Sometimes there’s friction for a reason

Roger Peng

Thinking about my post on Theranos yesterday it occurred to me that one thing that’s great about all of the innovation and technology coming out of places like Silicon Valley is the tremendous reduction of friction in our lives. With Uber it’s much easier to get a ride because of improvement in communication and an increase in the supply of cars. With Amazon, I can get that jug of vegetable oil that I always wanted without having to leave the house, because Amazon.

So why is there all this friction? Sometimes it’s because of regulation, which may have made sense at an earlier time, but perhaps doesn’t make as much sense now. Sometimes, you need a company like Amazon to really master the logistics operation to be able to deliver anything anywhere. Otherwise, you’re just stuck driving to the grocery store to get that vegetable oil.

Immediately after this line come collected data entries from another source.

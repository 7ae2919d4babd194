use crate::agent::parse::{parse_tool_calls, payload_from_text};
use crate::agent::{AgentProfile, ContextBuilder, ToolRegistry};
use crate::error::AgentError;
use crate::tools::check_required_args;
use crate::trace::{TraceCall, Tracer, current_run_id};
use crate::traits::{ChatMessage, ChatRequest, Provider, ToolCall};
use anyhow::{Context, Result};
use serde_json::{Map, Value, json};
use std::sync::Arc;
use tracing::{debug, info};

pub const DEFAULT_MAX_ITERATIONS: usize = 10;

/// Runs one agent: asks the provider, executes the tool calls it requests and
/// stops at the first answer that carries no tool calls.
pub struct AgentLoop {
    profile: AgentProfile,
    provider: Arc<dyn Provider>,
    tools: ToolRegistry,
    tracer: Tracer,
    max_iterations: usize,
}

impl AgentLoop {
    /// `tools` must already be narrowed to the agent's capability set.
    pub fn new(profile: AgentProfile, provider: Arc<dyn Provider>, tools: ToolRegistry) -> Self {
        Self {
            profile,
            provider,
            tools,
            tracer: Tracer::disabled(),
            max_iterations: DEFAULT_MAX_ITERATIONS,
        }
    }

    pub fn with_tracer(mut self, tracer: Tracer) -> Self {
        self.tracer = tracer;
        self
    }

    pub fn with_max_iterations(mut self, max: usize) -> Self {
        self.max_iterations = max.max(1);
        self
    }

    pub fn profile(&self) -> &AgentProfile {
        &self.profile
    }

    pub fn tools(&self) -> &ToolRegistry {
        &self.tools
    }

    /// Executes `task` and returns the final answer as a JSON object.
    pub async fn execute(&self, task: &str) -> Result<Value> {
        let call = TraceCall::agent(&self.profile.name).with_inputs(json!({
            "role": self.profile.role,
            "task": task,
        }));
        self.tracer.traced(call, self.run_loop(task)).await
    }

    async fn run_loop(&self, task: &str) -> Result<Value> {
        let specs = self.tools.get_specs();
        let mut messages = ContextBuilder::new(&self.profile)
            .with_tool_specs(&specs)
            .with_run_id(current_run_id())
            .build_messages(task);

        for iteration in 1..=self.max_iterations {
            let request = ChatRequest {
                messages: &messages,
                tools: (!specs.is_empty()).then_some(specs.as_slice()),
            };

            let response = self.provider.chat(request).await.with_context(|| {
                format!(
                    "{} request failed for agent '{}'",
                    self.provider.name(),
                    self.profile.name
                )
            })?;

            let (text, tool_calls) = if response.has_tool_calls() {
                (response.text_or_empty().to_string(), response.tool_calls)
            } else {
                parse_tool_calls(response.text_or_empty())
            };

            if tool_calls.is_empty() {
                if text.trim().is_empty() {
                    return Err(AgentError::EmptyResponse {
                        agent: self.profile.name.clone(),
                    }
                    .into());
                }
                info!(agent = %self.profile.name, iteration, "agent finished");
                return Ok(payload_from_text(&text));
            }

            debug!(
                agent = %self.profile.name,
                iteration,
                calls = tool_calls.len(),
                "executing tool calls"
            );
            messages.push(ChatMessage::assistant_with_tool_calls(
                text,
                tool_calls.clone(),
            ));

            for tool_call in tool_calls {
                let output = self.execute_tool(&tool_call).await?;
                messages.push(ChatMessage::tool_result(tool_call.id, output));
            }
        }

        Err(AgentError::MaxIterations {
            agent: self.profile.name.clone(),
            max: self.max_iterations,
        }
        .into())
    }

    async fn execute_tool(&self, call: &ToolCall) -> Result<String, AgentError> {
        let Some(tool) = self.tools.get(&call.name) else {
            return Err(AgentError::ToolNotAllowed {
                agent: self.profile.name.clone(),
                tool: call.name.clone(),
            });
        };

        let invalid = |reason: String| AgentError::InvalidToolArguments {
            tool: call.name.clone(),
            reason,
        };

        let args: Value = if call.arguments.trim().is_empty() {
            Value::Object(Map::new())
        } else {
            serde_json::from_str(&call.arguments).map_err(|e| invalid(e.to_string()))?
        };
        let args = check_required_args(&tool.parameters_schema(), args).map_err(invalid)?;

        let result = self.tools.execute(&call.name, Value::Object(args)).await;
        if result.success {
            Ok(result.output)
        } else {
            Err(AgentError::ToolFailed {
                tool: call.name.clone(),
                message: result.error_message().to_string(),
            })
        }
    }
}

#[cfg(test)]
mod tests {
    use super::*;
    use crate::testing::{CannedTool, ScriptedProvider, tool_call};
    use crate::trace::{MemorySink, TraceKind, TraceStatus};
    use crate::traits::{ChatResponse, Role, ToolResult};

    fn profile() -> AgentProfile {
        AgentProfile::new("researcher", "Local Researcher", "Find venues").with_tools(["lookup"])
    }

    fn registry(tool: Arc<CannedTool>) -> ToolRegistry {
        ToolRegistry::from_tools([tool as Arc<dyn crate::traits::Tool>])
    }

    fn agent_error(err: &anyhow::Error) -> &AgentError {
        err.downcast_ref::<AgentError>().expect("agent error")
    }

    #[tokio::test]
    async fn final_text_becomes_payload() {
        let provider = Arc::new(ScriptedProvider::new(vec![ChatResponse::text(
            r#"{"venues": ["Pike Place"]}"#,
        )]));
        let agent = AgentLoop::new(profile(), provider.clone(), ToolRegistry::new());

        let payload = agent.execute("find venues").await.unwrap();

        assert_eq!(payload, json!({"venues": ["Pike Place"]}));
        assert_eq!(provider.calls(), 1);
    }

    #[tokio::test]
    async fn native_tool_call_result_is_fed_back() {
        let tool = Arc::new(CannedTool::new("lookup", ToolResult::success("{\"hits\":3}")));
        let provider = Arc::new(ScriptedProvider::new(vec![
            tool_call("c1", "lookup", json!({"query": "coffee"})),
            ChatResponse::text(r#"{"count": 3}"#),
        ]));
        let agent = AgentLoop::new(profile(), provider.clone(), registry(tool.clone()));

        let payload = agent.execute("count coffee shops").await.unwrap();

        assert_eq!(payload["count"], 3);
        assert_eq!(tool.calls(), 1);
        let second = &provider.requests()[1];
        let last = second.last().unwrap();
        assert_eq!(last.role, Role::Tool);
        assert_eq!(last.tool_call_id.as_deref(), Some("c1"));
        assert_eq!(last.content, "{\"hits\":3}");
    }

    #[tokio::test]
    async fn tagged_tool_call_in_text_is_executed() {
        let tool = Arc::new(CannedTool::new("lookup", ToolResult::success("ok")));
        let provider = Arc::new(ScriptedProvider::new(vec![
            ChatResponse::text(
                "<tool_call>{\"name\": \"lookup\", \"arguments\": {\"query\": \"x\"}}</tool_call>",
            ),
            ChatResponse::text("all done"),
        ]));
        let agent = AgentLoop::new(profile(), provider, registry(tool.clone()));

        let payload = agent.execute("task").await.unwrap();

        assert_eq!(payload, json!({"text": "all done"}));
        assert_eq!(tool.calls(), 1);
    }

    #[tokio::test]
    async fn tool_outside_capability_set_aborts() {
        let tool = Arc::new(CannedTool::new("lookup", ToolResult::success("ok")));
        let provider = Arc::new(ScriptedProvider::new(vec![tool_call(
            "c1",
            "calendar_create_event",
            json!({}),
        )]));
        let agent = AgentLoop::new(profile(), provider, registry(tool.clone()));

        let err = agent.execute("task").await.unwrap_err();

        assert!(matches!(
            agent_error(&err),
            AgentError::ToolNotAllowed { tool, .. } if tool == "calendar_create_event"
        ));
        assert_eq!(tool.calls(), 0);
    }

    #[tokio::test]
    async fn failed_tool_aborts_instead_of_continuing() {
        let tool = Arc::new(CannedTool::new("lookup", ToolResult::error("maps.route returned 503")));
        let provider = Arc::new(ScriptedProvider::new(vec![
            tool_call("c1", "lookup", json!({"query": "x"})),
            ChatResponse::text("{}"),
        ]));
        let agent = AgentLoop::new(profile(), provider.clone(), registry(tool));

        let err = agent.execute("task").await.unwrap_err();

        assert!(matches!(
            agent_error(&err),
            AgentError::ToolFailed { message, .. } if message.contains("503")
        ));
        assert_eq!(provider.calls(), 1);
    }

    #[tokio::test]
    async fn missing_required_argument_aborts() {
        let tool = Arc::new(CannedTool::new("lookup", ToolResult::success("ok")));
        let provider = Arc::new(ScriptedProvider::new(vec![tool_call("c1", "lookup", json!({}))]));
        let agent = AgentLoop::new(profile(), provider, registry(tool.clone()));

        let err = agent.execute("task").await.unwrap_err();

        assert!(matches!(agent_error(&err), AgentError::InvalidToolArguments { .. }));
        assert_eq!(tool.calls(), 0);
    }

    #[tokio::test]
    async fn iteration_bound_is_enforced() {
        let tool = Arc::new(CannedTool::new("lookup", ToolResult::success("again")));
        let provider = Arc::new(ScriptedProvider::new(
            (0..5)
                .map(|i| tool_call(&format!("c{i}"), "lookup", json!({"query": "x"})))
                .collect(),
        ));
        let agent = AgentLoop::new(profile(), provider.clone(), registry(tool)).with_max_iterations(3);

        let err = agent.execute("task").await.unwrap_err();

        assert!(matches!(agent_error(&err), AgentError::MaxIterations { max: 3, .. }));
        assert_eq!(provider.calls(), 3);
    }

    #[tokio::test]
    async fn empty_answer_is_an_error() {
        let provider = Arc::new(ScriptedProvider::new(vec![ChatResponse::default()]));
        let agent = AgentLoop::new(profile(), provider, ToolRegistry::new());

        let err = agent.execute("task").await.unwrap_err();
        assert!(matches!(agent_error(&err), AgentError::EmptyResponse { .. }));
    }

    #[tokio::test]
    async fn execution_is_traced_as_agent_call() {
        let sink = Arc::new(MemorySink::new());
        let provider = Arc::new(ScriptedProvider::repeating("{\"ok\": true}", 1));
        let agent = AgentLoop::new(profile(), provider, ToolRegistry::new())
            .with_tracer(Tracer::new(sink.clone()));

        agent.execute("task").await.unwrap();

        let records = sink.records();
        assert_eq!(records.len(), 1);
        assert_eq!(records[0].kind, TraceKind::Agent);
        assert_eq!(records[0].name, "agent.researcher.execute");
        assert_eq!(records[0].inputs["task"], "task");
        assert_eq!(records[0].status, TraceStatus::Success);
    }
}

But sometimes there’s friction for a reason. For example, Ben Thompson talks about how previously there was quite a bit more friction involved before law enforcement could listen in on our communications. Although wiretapping had long been around (as noted by David Simon of…The Wire) the removal of all friction by the NSA made the situation quite different. Related to this idea is the massive data release from OkCupid a few weeks ago, as I discussed on the latest Not So Standard Deviations podcast episode. Sure, your OkCupid profile is visible to everyone with an account, but having someone vacuum up 70,000 profiles and dumping them on the web for anyone to view is not what people signed up for—there is a qualitative difference there.

When it comes to Theranos and diagnostic testing in general, there is similarly a need for some friction in order to protect public health. John Ioannides notes in his commentary for JAMA:

Even if the tests were accurate, when they are performed in massive scale and multiple times, the possibility of causing substantial harm from widespread testing is very real, as errors accumulate with multiple testing. Repeated testing of an individual is potentially a dangerous self-harm practice, and these individuals are destined to have some incorrect laboratory results and eventually experience harm, such as, for example, the anxiety of being labeled with a serious condition or adverse effects from increased testing and procedures to evaluate false-positive test results. Moreover, if the diagnostic testing process becomes dissociated from physicians, self-testing and self-interpretation could cause even more problems than they aim to solve.

Unlike with the NSA, where the differences in scale may be difficult to quantify because the exact extent of the program is unknown to most people, with diagnostic testing, we can precisely quantify how a diagnostic test’s characteristics will change if we apply it to 1,000 people vs. 1,000,000 people. This is why organizations like the US Preventative Services Task Force so carefully considers recommendations for testing or screening (and why they have a really tough job).

I’ll admit that a lot of the friction in our daily lives is pointless and it would be great to reduce it if possible. But in many cases, it was us that put the friction there for a reason, and it’s sometimes good to think about why before we move to eliminate it.